*Task requirements*: Among the records below, find each line that includes the string "const" and copy it.

[Records from a dataset]
+-------+

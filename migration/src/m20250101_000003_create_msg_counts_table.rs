use sea_orm_migration::{prelude::*, schema::*};

#[derive(DeriveMigrationName)]
pub struct Migration;

#[async_trait::async_trait]
impl MigrationTrait for Migration {
    async fn up(&self, manager: &SchemaManager) -> Result<(), DbErr> {
        manager
            .create_table(
                Table::create()
                    .table(MsgCounts::Table)
                    .if_not_exists()
                    .col(big_integer(MsgCounts::GuildId))
                    .col(big_integer(MsgCounts::UserId))
                    .col(integer(MsgCounts::Counted).default(0))
                    .col(timestamp(MsgCounts::UpdatedAt).default(Expr::current_timestamp()))
                    .primary_key(
                        Index::create()
                            .col(MsgCounts::GuildId)
                            .col(MsgCounts::UserId),
                    )
                    .to_owned(),
            )
            .await
    }

    async fn down(&self, manager: &SchemaManager) -> Result<(), DbErr> {
        manager
            .drop_table(Table::drop().table(MsgCounts::Table).to_owned())
            .await
    }
}

#[derive(DeriveIden)]
enum MsgCounts {
    Table,
    GuildId,
    UserId,
    Counted,
    UpdatedAt,
}
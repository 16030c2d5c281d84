//! Permitted channel factory.

use sea_orm::{ActiveModelTrait, ActiveValue, DatabaseConnection, DbErr};

/// Adds a channel to a guild's allow-list.
///
/// # Arguments
/// - `db` - Database connection
/// - `guild_id` - Discord guild ID
/// - `channel_id` - Discord channel ID
///
/// # Returns
/// - `Ok(entity::permitted_channel::Model)` - Created row
/// - `Err(DbErr)` - Database error during insert
pub async fn create_permitted_channel(
    db: &DatabaseConnection,
    guild_id: u64,
    channel_id: u64,
) -> Result<entity::permitted_channel::Model, DbErr> {
    entity::permitted_channel::ActiveModel {
        guild_id: ActiveValue::Set(guild_id as i64),
        channel_id: ActiveValue::Set(channel_id as i64),
    }
    .insert(db)
    .await
}
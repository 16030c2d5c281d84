use crate::{data::message_count::MessageCountRepository, error::AppError};
use test_utils::{builder::TestBuilder, factory};

mod add_points;
mod count_by_guild;
mod get_leaderboard;
mod reset_guild;
mod reset_user;

const GUILD_ID: u64 = 800_000_000_000_000_001;
const OTHER_GUILD_ID: u64 = 800_000_000_000_000_002;
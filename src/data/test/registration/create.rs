use super::*;

/// Tests creating a registration for a user without one.
///
/// Expected: Ok(Some) with the stored values
#[tokio::test]
async fn inserts_first_registration() -> Result<(), AppError> {
    let test = TestBuilder::new()
        .with_table(entity::prelude::Registration)
        .build()
        .await
        .unwrap();
    let db = test.db.as_ref().unwrap();

    let repo = RegistrationRepository::new(db);
    let registration = repo
        .create(UpsertRegistrationParam {
            user_id: 123456789,
            discord_tag: "pilot".to_string(),
            nickname: "Maverick".to_string(),
            external_id: "SP-001".to_string(),
        })
        .await?
        .unwrap();

    assert_eq!(registration.user_id, 123456789);
    assert_eq!(registration.nickname, "Maverick");
    assert_eq!(registration.external_id, "SP-001");

    Ok(())
}

/// Tests creating a registration for a user who already has one.
///
/// Verifies that the existing row is neither overwritten nor duplicated.
///
/// Expected: Ok(None) with the original values kept
#[tokio::test]
async fn leaves_existing_registration_untouched() -> Result<(), AppError> {
    let test = TestBuilder::new()
        .with_table(entity::prelude::Registration)
        .build()
        .await
        .unwrap();
    let db = test.db.as_ref().unwrap();

    factory::registration::RegistrationFactory::new(db)
        .user_id(123456789)
        .nickname("Original")
        .external_id("SP-001")
        .build()
        .await?;

    let repo = RegistrationRepository::new(db);
    let result = repo
        .create(UpsertRegistrationParam {
            user_id: 123456789,
            discord_tag: "pilot".to_string(),
            nickname: "Changed".to_string(),
            external_id: "SP-999".to_string(),
        })
        .await?;

    assert!(result.is_none());

    let stored = repo.find_by_user_id(123456789).await?.unwrap();
    assert_eq!(stored.nickname, "Original");
    assert_eq!(stored.external_id, "SP-001");
    assert_eq!(entity::prelude::Registration::find().count(db).await?, 1);

    Ok(())
}
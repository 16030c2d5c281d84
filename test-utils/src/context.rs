use sea_orm::{sea_query::TableCreateStatement, ConnectionTrait, Database, DatabaseConnection};

use crate::error::TestError;

/// Test context containing the database connection for a single test.
///
/// Provides an in-memory SQLite database connection for isolated unit and integration
/// testing. The database is created lazily on first access and lives as long as the
/// context.
pub struct TestContext {
    /// Optional database connection to in-memory SQLite instance.
    ///
    /// Initialized lazily when `database()` is first called.
    pub db: Option<DatabaseConnection>,
}

impl Default for TestContext {
    fn default() -> Self {
        Self::new()
    }
}

impl TestContext {
    /// Creates a new empty test context.
    pub fn new() -> Self {
        Self { db: None }
    }

    /// Gets or creates the in-memory SQLite database connection.
    ///
    /// # Returns
    /// - `Ok(&DatabaseConnection)` - Reference to the database connection
    /// - `Err(TestError::Database)` - Failed to connect to in-memory SQLite database
    pub async fn database(&mut self) -> Result<&DatabaseConnection, TestError> {
        match self.db {
            Some(ref db) => Ok(db),
            None => {
                let db = Database::connect("sqlite::memory:").await?;

                let db_ref = self.db.insert(db);

                Ok(&*db_ref) // Re-borrow as immutable
            }
        }
    }

    /// Creates database tables from the provided CREATE TABLE statements.
    ///
    /// Typically called internally by `TestBuilder::build()` rather than directly.
    ///
    /// # Arguments
    /// - `stmts` - Vector of CREATE TABLE statements to execute
    ///
    /// # Returns
    /// - `Ok(())` - All tables created successfully
    /// - `Err(TestError::Database)` - Failed to create one or more tables
    pub async fn with_tables(&mut self, stmts: Vec<TableCreateStatement>) -> Result<(), TestError> {
        let db = self.database().await?;

        for stmt in stmts {
            db.execute(&stmt).await?;
        }

        Ok(())
    }
}
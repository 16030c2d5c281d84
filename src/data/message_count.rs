//! Message count data repository.
//!
//! This module provides the `MessageCountRepository` backing the activity leaderboard.
//! Points are only ever added through an atomic upsert so concurrent flushes for the
//! same user cannot lose increments.

use chrono::Utc;
use sea_orm::{
    sea_query::{Expr, OnConflict},
    ActiveValue, ColumnTrait, DatabaseConnection, EntityTrait, ExprTrait, PaginatorTrait,
    QueryFilter, QueryOrder, QuerySelect,
};

use crate::{error::AppError, model::message_count::MessageCount, util::parse::id_to_db};

/// Repository providing database operations for per-guild message counts.
pub struct MessageCountRepository<'a> {
    db: &'a DatabaseConnection,
}

impl<'a> MessageCountRepository<'a> {
    /// Creates a new MessageCountRepository instance.
    ///
    /// # Arguments
    /// - `db` - Reference to the database connection
    ///
    /// # Returns
    /// - `MessageCountRepository` - New repository instance
    pub fn new(db: &'a DatabaseConnection) -> Self {
        Self { db }
    }

    /// Adds points to a user's count in a guild.
    ///
    /// Creates the row with `points` if the user has none yet, otherwise increments
    /// `counted` in place and refreshes `updated_at`.
    ///
    /// # Arguments
    /// - `guild_id` - Discord guild ID
    /// - `user_id` - Discord user ID
    /// - `points` - Number of points to add
    ///
    /// # Returns
    /// - `Ok(())` - Points added
    /// - `Err(AppError::DbErr)` - Database error during upsert
    pub async fn add_points(&self, guild_id: u64, user_id: u64, points: i32) -> Result<(), AppError> {
        let now = Utc::now().naive_utc();

        entity::prelude::MessageCount::insert(entity::message_count::ActiveModel {
            guild_id: ActiveValue::Set(id_to_db(guild_id)),
            user_id: ActiveValue::Set(id_to_db(user_id)),
            counted: ActiveValue::Set(points),
            updated_at: ActiveValue::Set(now),
        })
        .on_conflict(
            OnConflict::columns([
                entity::message_count::Column::GuildId,
                entity::message_count::Column::UserId,
            ])
            .value(
                entity::message_count::Column::Counted,
                Expr::col((
                    entity::prelude::MessageCount,
                    entity::message_count::Column::Counted,
                ))
                .add(points),
            )
            .update_column(entity::message_count::Column::UpdatedAt)
            .to_owned(),
        )
        .exec(self.db)
        .await?;

        Ok(())
    }

    /// Gets a slice of the guild leaderboard.
    ///
    /// Rows are ordered by points descending; ties go to the user who scored most recently.
    ///
    /// # Arguments
    /// - `guild_id` - Discord guild ID
    /// - `limit` - Maximum number of rows to return
    /// - `offset` - Number of rows to skip
    ///
    /// # Returns
    /// - `Ok(Vec<MessageCount>)` - Rows for the requested window
    /// - `Err(AppError::DbErr)` - Database error during query
    pub async fn get_leaderboard(
        &self,
        guild_id: u64,
        limit: u64,
        offset: u64,
    ) -> Result<Vec<MessageCount>, AppError> {
        let entities = entity::prelude::MessageCount::find()
            .filter(entity::message_count::Column::GuildId.eq(id_to_db(guild_id)))
            .order_by_desc(entity::message_count::Column::Counted)
            .order_by_desc(entity::message_count::Column::UpdatedAt)
            .limit(limit)
            .offset(offset)
            .all(self.db)
            .await?;

        entities.into_iter().map(MessageCount::from_entity).collect()
    }

    /// Counts the users with points in a guild.
    ///
    /// # Arguments
    /// - `guild_id` - Discord guild ID
    ///
    /// # Returns
    /// - `Ok(u64)` - Number of leaderboard rows
    /// - `Err(AppError::DbErr)` - Database error during count
    pub async fn count_by_guild(&self, guild_id: u64) -> Result<u64, AppError> {
        let total = entity::prelude::MessageCount::find()
            .filter(entity::message_count::Column::GuildId.eq(id_to_db(guild_id)))
            .count(self.db)
            .await?;

        Ok(total)
    }

    /// Finds the count of one user in a guild.
    ///
    /// # Returns
    /// - `Ok(Some(MessageCount))` - The user has points
    /// - `Ok(None)` - The user has no row in this guild
    /// - `Err(AppError::DbErr)` - Database error during query
    pub async fn find(&self, guild_id: u64, user_id: u64) -> Result<Option<MessageCount>, AppError> {
        let entity =
            entity::prelude::MessageCount::find_by_id((id_to_db(guild_id), id_to_db(user_id)))
                .one(self.db)
                .await?;

        entity.map(MessageCount::from_entity).transpose()
    }

    /// Deletes every count of a guild.
    ///
    /// # Arguments
    /// - `guild_id` - Discord guild ID
    ///
    /// # Returns
    /// - `Ok(u64)` - Number of rows deleted
    /// - `Err(AppError::DbErr)` - Database error during delete
    pub async fn reset_guild(&self, guild_id: u64) -> Result<u64, AppError> {
        let result = entity::prelude::MessageCount::delete_many()
            .filter(entity::message_count::Column::GuildId.eq(id_to_db(guild_id)))
            .exec(self.db)
            .await?;

        Ok(result.rows_affected)
    }

    /// Deletes the count of one user in a guild.
    ///
    /// # Returns
    /// - `Ok(true)` - The user's row was deleted
    /// - `Ok(false)` - The user had no points
    /// - `Err(AppError::DbErr)` - Database error during delete
    pub async fn reset_user(&self, guild_id: u64, user_id: u64) -> Result<bool, AppError> {
        let result = entity::prelude::MessageCount::delete_many()
            .filter(entity::message_count::Column::GuildId.eq(id_to_db(guild_id)))
            .filter(entity::message_count::Column::UserId.eq(id_to_db(user_id)))
            .exec(self.db)
            .await?;

        Ok(result.rows_affected > 0)
    }
}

+-------+

*Written response*:
const GUILD_ID: u64 = 800_000_000_000_000_001;
const OTHER_GUILD_ID: u64 = 800_000_000_000_000_002;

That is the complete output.